### What the exercise asks
Check each line of the entries. Copy the ones that contain the string "settings".

Saved data entries:
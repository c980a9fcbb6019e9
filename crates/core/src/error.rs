//! Error types for persisted configuration.

use thiserror::Error;

/// Result type alias for core operations.
pub type Result<T> = std::result::Result<T, ConfigError>;

/// Errors reading or writing the persisted settings.
///
/// These surface to the caller before any resolution attempt; a cycle never
/// starts from a missing or malformed settings file.
#[derive(Debug, Error)]
pub enum ConfigError {
    /// No settings file has been written yet
    #[error("No saved settings found. Run the initial configuration first.")]
    Missing,

    /// The settings file exists but cannot be parsed or fails validation
    #[error("Saved settings are malformed: {0}")]
    Malformed(String),

    /// Filesystem error reading or writing the settings file
    #[error("Failed to access settings: {0}")]
    Io(#[from] std::io::Error),
}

### Result for this exercise
/// Errors reading or writing the persisted settings.
/// starts from a missing or malformed settings file.
    /// No settings file has been written yet
    #[error("No saved settings found. Run the initial configuration first.")]
    /// The settings file exists but cannot be parsed or fails validation
    #[error("Saved settings are malformed: {0}")]
    /// Filesystem error reading or writing the settings file
    #[error("Failed to access settings: {0}")]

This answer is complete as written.